So to start, there's the question of whether you have the rights to make an ebook at all, and this can be complicated for a book that was published before the invention of ebooks. Your contract may not clearly specify whether you have the right to sell an ebook or how much you pay in royalties if you do. And this has been a huge effort for our contracts department to go back for every single one of those 5,000 backlist ebooks to determine whether it was legally permissible for us to make and sell that ebook. And this is ongoing work. I get a report in my email every single day of new books that our contracts department has determined it is legal for us to make an ebook for. And you may have the right to make an ebook, but that comes with certain stipulations, like the illustrator gets to approve it or you have to disable text to speech, or you can make an ebook but not one that has audio or video in it. And that right doesn't necessarily last forever. Another set of emails I get every week are titles where the rights are reverting to the author. And if we have an ebook, we need to remove it from sale.
So easy enough, 5,000 ebook contracts to keep track of to keep your 5,000 ebooks on sale. But then the piece that we've come to think about a lot since then is the rights and permissions for all the separate assets that exist in the ebook. So first, the cover, which often includes a photo or a piece of artwork that we might have the right to use for a certain number of copies or for a certain amount of time. And again, if the cover was designed before the invention of ebooks, we probably didn't get the right to use it on one. And that's why you'll see generic covers on a lot of backlist ebooks. And maybe your book interior contains art, or it contains photographs, or it contains a map, or it contains quotations from poetry or for song lyrics. And again, you may not have requested permission to use those in an ebook when you're arranging for the print book. So those may each individually need to be recleared for your ebook use.
And again, each of those permissions may have its own terms or expiration, where again, it's good for a certain number of copies, or a certain amount of time, or include certain restrictions, like you're gonna print it at a certain size, or with a certain credit line, or only below a certain dpi, or in an ebook that has some kind of copy protection. And then specific to the ebook also is the right to embed any fonts you've decided to use, which is a separate thing from the rights to use them in print or on the web. And the way this works at my company is we have embedding agreements with font foundries that allow us to embed their fonts across a certain number of ebooks in our backlist in total. So let's also be keeping track of how many fonts from which foundries we've used and how many books.
So now, for our approximately 5,000 backlist ebooks, we have the right for the book itself and the rights for the cover on the art, and the rights for, let's say, between 0 and 50 other assets that are in that ebook. So now you're talking about 10,000 or 100,000 separate contracts and agreements that you need to be keeping track of just to legally keep your ebook backlist on sale.
Now, to the editorial issues and I think this is a type of maintenance that seems straightforward, the editorial error, the spelling error, the grammatical error, the factual error. These are the kinds of things that are really easy to fix in an ebook and so we do quite a lot of fixing of these. And with things like these, the question is not whether to fix them, but just how quickly and efficiently we can get these out of our books.

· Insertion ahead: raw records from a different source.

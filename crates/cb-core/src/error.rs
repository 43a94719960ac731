//! # AppError
//!
//! Centralized error handling for the Confession Board crates.
//! Adapters map driver failures into these variants at the port boundary.

use thiserror::Error;

/// The primary error type for all cb-core operations.
#[derive(Error, Debug)]
pub enum AppError {
    /// Resource not found (e.g., Confession, Comment)
    #[error("{0} not found with ID {1}")]
    NotFound(String, String),

    /// Rejected before any I/O (e.g., empty content, oversized media)
    #[error("validation error: {0}")]
    ValidationError(String),

    /// Uniqueness violation reported by the store (e.g., identity id already taken)
    #[error("conflict: {0}")]
    Conflict(String),

    /// The store could not be reached or failed transiently
    #[error("store unavailable: {0}")]
    Unavailable(String),

    /// Local failure inside an adapter (e.g., I/O, encoding)
    #[error("internal service error: {0}")]
    Internal(String),
}

impl AppError {
    pub fn is_conflict(&self) -> bool {
        matches!(self, AppError::Conflict(_))
    }

    pub fn validation(msg: impl Into<String>) -> Self {
        AppError::ValidationError(msg.into())
    }
}

/// A specialized Result type for Confession Board logic.
pub type Result<T> = std::result::Result<T, AppError>;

So if we say it takes on average maybe 10 hours to proofread an ebook fully, and we have 5,000 ebooks, that will only take 50,000 hours. And if you have someone working full time, 40 hours a week on that, that would be 25 years. And as those of you who have worked as proofreaders know there's really no substitute. You can use all kinds of technical means to get closer and closer to 100% fidelity in your books. But to feel fully confident that there's not a single incidence of feces in your ebooks, you still need to do the full 10 hours of proofreading.
Now, ebooks can have automated spell checking applied to them, and this does help a lot for certain errors. My team now manually reviews every instance of feces that occurs in one of our ebooks. And you would be surprised how many times it does accurately occur in our books. But of course, our retailers are also interested in the quality of our ebooks, and they will helpfully flag things that they think are errors for us.

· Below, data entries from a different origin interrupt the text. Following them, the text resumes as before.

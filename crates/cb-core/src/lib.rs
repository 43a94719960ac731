//! confession-board/crates/cb-core/src/lib.rs
//!
//! The central domain model, pure logic and port definitions for
//! Confession Board.

pub mod error;
pub mod fingerprint;
pub mod media;
pub mod models;
pub mod tally;
pub mod thread;
pub mod traits;

// Re-exporting for easier access in other crates
pub use error::*;
pub use fingerprint::*;
pub use media::*;
pub use models::*;
pub use tally::*;
pub use thread::*;
pub use traits::*;
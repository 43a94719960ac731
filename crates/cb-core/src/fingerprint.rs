//! # Device fingerprint
//!
//! A best-effort device stability key. Two devices can collide; this is not
//! a security identifier.

use base64::Engine;
use serde::{Deserialize, Serialize};
use sha2::{Digest, Sha256};

use crate::models::AnonymousId;

/// Characters of the raw composite kept alongside a new identity.
pub const DIAGNOSTIC_FINGERPRINT_LEN: usize = 500;

/// Signals gathered from the running device. Field order is part of the
/// composite encoding and must stay stable.
#[derive(Debug, Clone, PartialEq, Eq, Serialize, Deserialize)]
#[serde(rename_all = "camelCase")]
pub struct DeviceFingerprint {
    pub user_agent: String,
    pub language: String,
    pub platform: String,
    pub screen_resolution: String,
    pub timezone: String,
    /// Digest of a deterministic rendering probe on this device
    pub canvas: String,
}

impl DeviceFingerprint {
    /// Base64 of the JSON-encoded signals.
    pub fn composite(&self) -> String {
        // Serializing a struct of plain strings cannot fail.
        let json = serde_json::to_string(self).unwrap_or_default();
        base64::engine::general_purpose::STANDARD.encode(json)
    }

    /// Lowercase hex SHA-256 of the composite.
    pub fn hash(&self) -> String {
        hex::encode(Sha256::digest(self.composite().as_bytes()))
    }

    pub fn diagnostic(&self) -> String {
        self.composite()
            .chars()
            .take(DIAGNOSTIC_FINGERPRINT_LEN)
            .collect()
    }
}

/// 32-bit wrapping `h = h * 31 + c` over the characters of `input`.
fn string_hash(input: &str) -> i32 {
    input.chars().fold(0i32, |acc, ch| {
        acc.wrapping_shl(5)
            .wrapping_sub(acc)
            .wrapping_add(ch as i32)
    })
}

/// Identifier used when the store cannot hand out a fresh one.
/// Same hash in, same id out, with no I/O.
pub fn fallback_id(fingerprint_hash: &str) -> AnonymousId {
    let span = AnonymousId::MAX - AnonymousId::MIN + 1;
    AnonymousId::saturating(string_hash(fingerprint_hash).unsigned_abs() % span + AnonymousId::MIN)
}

And so we actually spend a really considerable amount of staff time going through processing these errors that are not really errors. Things like, this is a book that has a quotation from a 19th-century primary source that has original 19th-century spellings in it. This is a book called "Flowers for Algernon," and these are not mistakes in the book. This is how the book is written, but it's one that is continually, continually being reported to me by retailers as having spelling mistakes when they do automated checking on it. And you could say, "Well, just look at the print source." And I wish that's something that our retailers would start doing instead of calling me every time they see this. But, you know, unfortunately, my company does occasionally publish a print book with an error in it as well. And then what do you do in the ebook?
Thinking, again, of the lifecycle of the book. Is this book a classic, where the textual errors are gonna become important enough to study and we're taking something away from the ebook text by making it not match the print book or by correcting that error silently?
And so one set of books my company publishes are "The Hobbit" and "The Lord of the Rings." And these are books where I'm just petrified of making any changes to the ebook text, even when we see something that is obviously an error because the integrity of that text is something that people care about. It's something that they write papers about. And here's a paper about the text of "The Lord of the Rings" that quotes Tolkien himself complaining about "impertinent compositors that have taken it upon themselves to correct as they suppose, my spelling and grammar." And so I wonder if in 2015, we can predict which books we're publishing now that are going to be the Tolkiens of 10, or 20, or 50 years from now if we wanna set ourselves up to be this decade's impertinent compositors by going in and fixing all those things that Amazon thinks are typos in our books. And sometimes we're just not sure if something is an error.
This is the print book of a science fiction novel by Philip K. Dick, and you can see he has some creative use of language in there. But in the third line, it says, "He zomed in." And I think that should probably be zoomed. But that's what's in the print book, and we just don't have any way to know if this is an error we should correct, or if this is an intentional use of language on the part of the author. So what do you do for your ebook?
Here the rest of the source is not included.